### Work instructions
Below is some data. Retype exactly the lines starting at the one with "the Greeks aggregator." and ending at the one with "tail_sum += x;".

### Provided records

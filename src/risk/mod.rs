//! Portfolio risk analytics: the shared revaluation kernel, Historical and
//! Monte-Carlo VaR/ES, and the Greeks aggregator.
//!
//! Both VaR paths share one contract: a factor-shock vector goes through
//! [`revalue`] to produce a scenario P&L, the scenario P&Ls form a sample,
//! and VaR/ES are extracted from that sample's lower tail. The module uses
//! a loss-positive convention (`loss = -pnl`) throughout.
//!
//! References:
//! - McNeil, Frey, Embrechts, *Quantitative Risk Management* (2015) for
//!   VaR/ES definitions.
//! - Glasserman, *Monte Carlo Methods in Financial Engineering* (2004) for
//!   correlated-path simulation.

pub mod greeks;
pub mod historical;
pub mod monte_carlo;
pub mod revalue;

pub use greeks::{compute_greeks, PortfolioGreeks};
pub use historical::historical_var_es;
pub use monte_carlo::{monte_carlo_var_es, McParams};
pub use revalue::revalue;

use crate::core::{Result, RiskMetrics};
use crate::math::quantile_inplace;

/// Extracts VaR and ES from a scenario P&L sample.
///
/// VaR is the negated `(1 - alpha)` lower quantile; ES is the negated mean
/// of the P&Ls at or below that quantile, falling back to VaR itself if
/// the tail set is empty. The quantile selector permutes its input, so it
/// runs on a scratch copy.
pub(crate) fn var_es_from_pnl(pnl: &[f64], alpha: f64) -> Result<RiskMetrics> {
    let q_lower = (1.0 - alpha).clamp(0.0, 1.0);
    let mut scratch = pnl.to_vec();
    let threshold = quantile_inplace(&mut scratch, q_lower)?;

    let mut tail_sum = 0.0_f64;
    let mut tail_count = 0_usize;
    for &x in pnl {
        if x <= threshold {
            tail_sum += x;
            tail_count += 1;
        }
    }

    let var = -threshold;
    let cvar = if tail_count == 0 {
        var
    } else {
        -(tail_sum / tail_count as f64)
    };
    Ok(RiskMetrics { var, cvar })
}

### Reply
//! Monte-Carlo VaR/ES, and the Greeks aggregator.
//!
//! Both VaR paths share one contract: a factor-shock vector goes through
//! [`revalue`] to produce a scenario P&L, the scenario P&Ls form a sample,
//! and VaR/ES are extracted from that sample's lower tail. The module uses
//! a loss-positive convention (`loss = -pnl`) throughout.
//!
//! References:
//! - McNeil, Frey, Embrechts, *Quantitative Risk Management* (2015) for
//!   VaR/ES definitions.
//! - Glasserman, *Monte Carlo Methods in Financial Engineering* (2004) for
//!   correlated-path simulation.

pub mod greeks;
pub mod historical;
pub mod monte_carlo;
pub mod revalue;

pub use greeks::{compute_greeks, PortfolioGreeks};
pub use historical::historical_var_es;
pub use monte_carlo::{monte_carlo_var_es, McParams};
pub use revalue::revalue;

use crate::core::{Result, RiskMetrics};
use crate::math::quantile_inplace;

/// Extracts VaR and ES from a scenario P&L sample.
///
/// VaR is the negated `(1 - alpha)` lower quantile; ES is the negated mean
/// of the P&Ls at or below that quantile, falling back to VaR itself if
/// the tail set is empty. The quantile selector permutes its input, so it
/// runs on a scratch copy.
pub(crate) fn var_es_from_pnl(pnl: &[f64], alpha: f64) -> Result<RiskMetrics> {
    let q_lower = (1.0 - alpha).clamp(0.0, 1.0);
    let mut scratch = pnl.to_vec();
    let threshold = quantile_inplace(&mut scratch, q_lower)?;

    let mut tail_sum = 0.0_f64;
    let mut tail_count = 0_usize;
    for &x in pnl {
        if x <= threshold {
            tail_sum += x;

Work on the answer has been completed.